__WHAT THIS TASK INVOLVES__: Your answer needs to include each line of the records in which the string "Send" can be found.
THE DATA Block Start
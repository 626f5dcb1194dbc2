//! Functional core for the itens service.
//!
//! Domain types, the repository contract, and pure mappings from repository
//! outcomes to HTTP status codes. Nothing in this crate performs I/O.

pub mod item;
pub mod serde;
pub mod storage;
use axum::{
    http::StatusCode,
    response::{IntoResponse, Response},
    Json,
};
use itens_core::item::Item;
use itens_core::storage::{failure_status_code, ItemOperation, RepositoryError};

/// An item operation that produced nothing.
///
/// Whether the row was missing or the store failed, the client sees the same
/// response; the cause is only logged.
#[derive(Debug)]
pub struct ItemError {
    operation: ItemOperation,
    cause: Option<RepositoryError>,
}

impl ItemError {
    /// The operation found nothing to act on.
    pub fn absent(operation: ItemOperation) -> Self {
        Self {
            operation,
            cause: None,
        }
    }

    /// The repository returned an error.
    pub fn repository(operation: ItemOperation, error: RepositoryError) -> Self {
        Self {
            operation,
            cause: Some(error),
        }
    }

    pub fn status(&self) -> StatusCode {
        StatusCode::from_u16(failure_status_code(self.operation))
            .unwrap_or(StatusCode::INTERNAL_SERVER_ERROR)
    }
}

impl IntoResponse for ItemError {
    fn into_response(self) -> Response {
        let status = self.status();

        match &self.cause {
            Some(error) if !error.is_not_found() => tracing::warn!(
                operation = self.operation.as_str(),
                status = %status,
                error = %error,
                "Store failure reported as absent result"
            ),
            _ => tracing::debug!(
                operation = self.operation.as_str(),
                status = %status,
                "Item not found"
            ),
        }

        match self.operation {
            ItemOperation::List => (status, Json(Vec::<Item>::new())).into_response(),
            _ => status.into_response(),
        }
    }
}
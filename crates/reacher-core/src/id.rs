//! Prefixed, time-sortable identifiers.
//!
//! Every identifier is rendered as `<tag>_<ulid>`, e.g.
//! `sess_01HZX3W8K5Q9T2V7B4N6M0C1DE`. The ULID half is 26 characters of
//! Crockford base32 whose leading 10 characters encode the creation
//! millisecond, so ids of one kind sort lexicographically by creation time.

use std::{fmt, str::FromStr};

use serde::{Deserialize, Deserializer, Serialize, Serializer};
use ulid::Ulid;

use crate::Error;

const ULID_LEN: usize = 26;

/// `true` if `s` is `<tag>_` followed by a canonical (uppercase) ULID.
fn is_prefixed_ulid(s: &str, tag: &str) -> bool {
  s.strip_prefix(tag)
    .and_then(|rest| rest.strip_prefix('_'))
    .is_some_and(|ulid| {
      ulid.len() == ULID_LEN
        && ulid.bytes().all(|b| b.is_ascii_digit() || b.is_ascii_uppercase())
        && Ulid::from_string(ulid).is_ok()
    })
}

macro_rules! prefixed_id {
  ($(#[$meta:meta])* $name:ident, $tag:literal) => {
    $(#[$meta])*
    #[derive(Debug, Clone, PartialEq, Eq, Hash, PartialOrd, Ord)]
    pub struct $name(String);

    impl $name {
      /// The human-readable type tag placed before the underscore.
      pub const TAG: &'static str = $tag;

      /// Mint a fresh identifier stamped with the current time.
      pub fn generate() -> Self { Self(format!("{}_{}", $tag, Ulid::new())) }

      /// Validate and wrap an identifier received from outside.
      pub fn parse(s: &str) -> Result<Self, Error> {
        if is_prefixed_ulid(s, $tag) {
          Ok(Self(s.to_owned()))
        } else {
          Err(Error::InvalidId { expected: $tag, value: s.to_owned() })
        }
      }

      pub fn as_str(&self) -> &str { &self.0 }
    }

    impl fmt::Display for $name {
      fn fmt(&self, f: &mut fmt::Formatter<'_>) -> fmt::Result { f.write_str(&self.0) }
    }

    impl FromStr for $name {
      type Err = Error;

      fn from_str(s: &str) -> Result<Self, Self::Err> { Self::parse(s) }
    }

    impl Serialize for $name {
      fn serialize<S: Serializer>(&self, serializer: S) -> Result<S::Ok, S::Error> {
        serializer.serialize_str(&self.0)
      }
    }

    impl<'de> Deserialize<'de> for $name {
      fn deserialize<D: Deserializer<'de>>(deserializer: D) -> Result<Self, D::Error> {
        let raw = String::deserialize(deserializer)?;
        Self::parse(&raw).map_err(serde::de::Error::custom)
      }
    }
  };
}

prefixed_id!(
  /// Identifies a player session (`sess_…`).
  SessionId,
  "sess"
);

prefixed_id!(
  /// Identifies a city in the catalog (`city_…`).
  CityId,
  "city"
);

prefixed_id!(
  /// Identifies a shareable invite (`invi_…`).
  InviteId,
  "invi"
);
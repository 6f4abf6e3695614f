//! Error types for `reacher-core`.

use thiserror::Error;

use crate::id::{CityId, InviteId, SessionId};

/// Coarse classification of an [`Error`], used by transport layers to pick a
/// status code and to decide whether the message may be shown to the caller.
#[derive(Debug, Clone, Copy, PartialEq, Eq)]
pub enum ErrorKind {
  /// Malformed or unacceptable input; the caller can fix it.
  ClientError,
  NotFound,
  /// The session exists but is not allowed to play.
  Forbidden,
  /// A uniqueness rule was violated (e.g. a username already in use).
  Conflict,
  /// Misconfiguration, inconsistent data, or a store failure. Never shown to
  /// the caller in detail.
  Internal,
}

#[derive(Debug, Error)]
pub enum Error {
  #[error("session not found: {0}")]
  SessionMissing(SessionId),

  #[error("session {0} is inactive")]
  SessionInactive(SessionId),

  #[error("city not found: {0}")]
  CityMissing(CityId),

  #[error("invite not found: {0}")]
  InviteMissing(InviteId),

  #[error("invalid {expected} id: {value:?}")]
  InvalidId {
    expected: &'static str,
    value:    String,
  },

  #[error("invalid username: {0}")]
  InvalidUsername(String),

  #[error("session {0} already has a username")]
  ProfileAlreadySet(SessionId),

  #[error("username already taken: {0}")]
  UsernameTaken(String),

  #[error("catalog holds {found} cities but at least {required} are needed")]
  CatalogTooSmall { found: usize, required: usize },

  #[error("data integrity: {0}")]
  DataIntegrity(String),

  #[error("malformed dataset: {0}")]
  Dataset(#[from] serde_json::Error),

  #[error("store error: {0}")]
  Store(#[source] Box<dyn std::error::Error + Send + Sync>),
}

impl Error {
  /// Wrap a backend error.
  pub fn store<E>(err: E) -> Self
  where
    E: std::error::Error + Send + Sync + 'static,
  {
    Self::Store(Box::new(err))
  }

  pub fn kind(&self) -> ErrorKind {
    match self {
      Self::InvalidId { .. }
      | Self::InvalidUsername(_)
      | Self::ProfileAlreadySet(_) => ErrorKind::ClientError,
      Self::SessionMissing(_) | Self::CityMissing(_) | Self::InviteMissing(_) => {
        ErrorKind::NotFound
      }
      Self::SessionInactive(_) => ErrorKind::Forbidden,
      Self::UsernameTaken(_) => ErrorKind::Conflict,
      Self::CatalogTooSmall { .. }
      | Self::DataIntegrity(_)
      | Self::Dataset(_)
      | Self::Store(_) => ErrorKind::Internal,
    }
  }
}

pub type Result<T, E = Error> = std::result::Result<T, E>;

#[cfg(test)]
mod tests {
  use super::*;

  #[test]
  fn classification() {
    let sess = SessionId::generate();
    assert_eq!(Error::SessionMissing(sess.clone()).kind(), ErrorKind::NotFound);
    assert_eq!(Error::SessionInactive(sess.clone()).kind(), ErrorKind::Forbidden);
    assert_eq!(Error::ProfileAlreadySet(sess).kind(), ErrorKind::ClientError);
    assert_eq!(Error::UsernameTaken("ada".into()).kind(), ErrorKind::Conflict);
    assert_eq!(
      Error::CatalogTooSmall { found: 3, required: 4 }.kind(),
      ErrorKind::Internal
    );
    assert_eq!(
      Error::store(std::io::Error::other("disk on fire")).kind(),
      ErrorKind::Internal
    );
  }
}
THE DATA Block End
__EXERCISE SOLUTION__:
  Store(#[source] Box<dyn std::error::Error + Send + Sync>),
    E: std::error::Error + Send + Sync + 'static,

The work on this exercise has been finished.